Bengaluru: A fern called Pete has taken the world’s first plant ‘selfie’, according to the Zoological Society of London (ZSL).
The experimental setup in the institution was able to trigger a camera designed to work using energy generated by the plant. The maindenhair fern consistently released low amounts of energy, which snapped the camera every 20 seconds, using microbial fuel cells.
Scientists are hopeful that the technology can be scaled up and adopted in rainforests around the world, where low levels of energy produced by shade-loving plants could trigger camera traps and better monitor forest health.
Ultimately, scientists hope that the cameras can be used the world over, especially in remote locations, to understand wildlife and flora.
But how it works?
Plants convert sunlight to energy using photosynthesis through which they produce glucose and oxygen. As oxygen is released into the atmosphere, the glucose travels around the plant and some of it is disposed of into the soil through roots as a waste product. Microorganisms and bacteria present in the soil then break down this glucose, releasing more energy in the form of protons and electrons.
This energy was harnessed by the microbial fuel cells using the standard setup of cathode, an anode and a capacitor. When the capacitor was full, it discharged power and a photo was taken.
A single fuel cell can generate 0.1 milliWatts of power.
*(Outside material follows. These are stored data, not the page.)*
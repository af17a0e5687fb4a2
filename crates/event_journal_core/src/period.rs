//! crates/event_journal_core/src/period.rs
//!
//! Date-window computation for period summaries and the home-list date
//! filter. All windows are closed intervals anchored to a caller-supplied
//! "now", which keeps the functions pure and testable.

use chrono::{DateTime, Datelike, Duration, NaiveDate, NaiveTime, Utc};
use serde::{Deserialize, Serialize};

/// The kind of period a summary covers. Weeks start on Monday.
#[derive(Debug, Clone, Copy, PartialEq, Eq, Serialize, Deserialize)]
#[serde(rename_all = "lowercase")]
pub enum PeriodKind {
    Day,
    Week,
    Month,
    Year,
}

impl PeriodKind {
    /// Single-character label used in report titles and file names.
    pub fn label(&self) -> &'static str {
        match self {
            PeriodKind::Day => "日",
            PeriodKind::Week => "周",
            PeriodKind::Month => "月",
            PeriodKind::Year => "年",
        }
    }

    pub fn parse(s: &str) -> Option<Self> {
        match s {
            "day" => Some(PeriodKind::Day),
            "week" => Some(PeriodKind::Week),
            "month" => Some(PeriodKind::Month),
            "year" => Some(PeriodKind::Year),
            _ => None,
        }
    }
}

/// Date filter for the event list: a rolling window rather than the
/// calendar-aligned summary window (`week` here means "the last 7 days").
#[derive(Debug, Clone, Copy, PartialEq, Eq, Deserialize)]
#[serde(rename_all = "lowercase")]
pub enum DateFilter {
    Today,
    Week,
    Month,
    Year,
    All,
}

fn start_of(date: NaiveDate) -> DateTime<Utc> {
    date.and_time(NaiveTime::MIN).and_utc()
}

fn end_of(date: NaiveDate) -> DateTime<Utc> {
    // 23:59:59 is always a valid time of day.
    date.and_hms_opt(23, 59, 59).unwrap().and_utc()
}

/// Computes the `[start, end]` window for a summary period anchored to
/// `now`: `end` is today 23:59:59, `start` is today (day), the preceding
/// Monday (week), the 1st of the month, or January 1st, all at 00:00:00.
pub fn period_window(kind: PeriodKind, now: DateTime<Utc>) -> (DateTime<Utc>, DateTime<Utc>) {
    let today = now.date_naive();
    let start_date = match kind {
        PeriodKind::Day => today,
        PeriodKind::Week => {
            let days_to_monday = i64::from(today.weekday().num_days_from_monday());
            today - Duration::days(days_to_monday)
        }
        PeriodKind::Month => today.with_day(1).unwrap(),
        PeriodKind::Year => today.with_day(1).unwrap().with_month(1).unwrap(),
    };
    (start_of(start_date), end_of(today))
}

/// Computes the rolling `[start, end]` window for the home-list date
/// filter. Returns `None` for [`DateFilter::All`].
pub fn rolling_window(
    filter: DateFilter,
    now: DateTime<Utc>,
) -> Option<(DateTime<Utc>, DateTime<Utc>)> {
    let today = now.date_naive();
    let start_date = match filter {
        DateFilter::Today => today,
        DateFilter::Week => today - Duration::days(7),
        DateFilter::Month => today.with_day(1).unwrap(),
        DateFilter::Year => today.with_day(1).unwrap().with_month(1).unwrap(),
        DateFilter::All => return None,
    };
    Some((start_of(start_date), end_of(today)))
}

/// Renders a window as `YYYY/MM/DD - YYYY/MM/DD` for report headers.
pub fn format_date_range(start: DateTime<Utc>, end: DateTime<Utc>) -> String {
    format!("{} - {}", start.format("%Y/%m/%d"), end.format("%Y/%m/%d"))
}

/// Renders a single date as `YYYY-MM-DD` for exported file names.
pub fn format_file_date(date: DateTime<Utc>) -> String {
    date.format("%Y-%m-%d").to_string()
}

#[cfg(test)]
mod tests {
    use super::*;
    use chrono::TimeZone;

    fn at(y: i32, m: u32, d: u32, h: u32) -> DateTime<Utc> {
        Utc.with_ymd_and_hms(y, m, d, h, 30, 0).unwrap()
    }

    #[test]
    fn week_window_from_a_wednesday_starts_preceding_monday() {
        // 2024-06-12 was a Wednesday.
        let now = at(2024, 6, 12, 15);
        let (start, end) = period_window(PeriodKind::Week, now);
        assert_eq!(start, Utc.with_ymd_and_hms(2024, 6, 10, 0, 0, 0).unwrap());
        assert_eq!(end, Utc.with_ymd_and_hms(2024, 6, 12, 23, 59, 59).unwrap());
    }

    #[test]
    fn week_window_on_a_monday_starts_that_monday() {
        let now = at(2024, 6, 10, 8);
        let (start, _) = period_window(PeriodKind::Week, now);
        assert_eq!(start, Utc.with_ymd_and_hms(2024, 6, 10, 0, 0, 0).unwrap());
    }

    #[test]
    fn day_window_covers_exactly_today() {
        let now = at(2024, 6, 12, 15);
        let (start, end) = period_window(PeriodKind::Day, now);
        assert_eq!(start, Utc.with_ymd_and_hms(2024, 6, 12, 0, 0, 0).unwrap());
        assert_eq!(end, Utc.with_ymd_and_hms(2024, 6, 12, 23, 59, 59).unwrap());
    }

    #[test]
    fn month_and_year_windows_are_calendar_aligned() {
        let now = at(2024, 6, 12, 15);
        let (month_start, _) = period_window(PeriodKind::Month, now);
        assert_eq!(
            month_start,
            Utc.with_ymd_and_hms(2024, 6, 1, 0, 0, 0).unwrap()
        );
        let (year_start, _) = period_window(PeriodKind::Year, now);
        assert_eq!(
            year_start,
            Utc.with_ymd_and_hms(2024, 1, 1, 0, 0, 0).unwrap()
        );
    }

    #[test]
    fn rolling_week_is_seven_days_back() {
        let now = at(2024, 6, 12, 15);
        let (start, end) = rolling_window(DateFilter::Week, now).unwrap();
        assert_eq!(start, Utc.with_ymd_and_hms(2024, 6, 5, 0, 0, 0).unwrap());
        assert_eq!(end, Utc.with_ymd_and_hms(2024, 6, 12, 23, 59, 59).unwrap());
    }

    #[test]
    fn rolling_all_is_unbounded() {
        assert!(rolling_window(DateFilter::All, at(2024, 6, 12, 15)).is_none());
    }

    #[test]
    fn date_range_formatting() {
        let (start, end) = period_window(PeriodKind::Week, at(2024, 6, 12, 15));
        assert_eq!(format_date_range(start, end), "2024/06/10 - 2024/06/12");
    }
}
The trial used cells connected together to take a photo every 20 seconds.
The trial was set up in June with a battery design chosen from Plant E in Netherlands after a competition by ZSL, Open Plant, Arribada Initiative and Cambridge University to design a fuel cell that can be powered by plants. Plant E is a sustainable technology firm.
The camera works on ultra low-powered technology created by an American artificial intelligence company called Xnor.ai and works at all times of the day.
The findings are also exciting for reasons apart from conservation: Currently, the most efficient way to power camera traps and other wildlife monitoring devices is through solar energy. But these microbial fuel cells work in the shade and do not need other forms of expensive batteries either.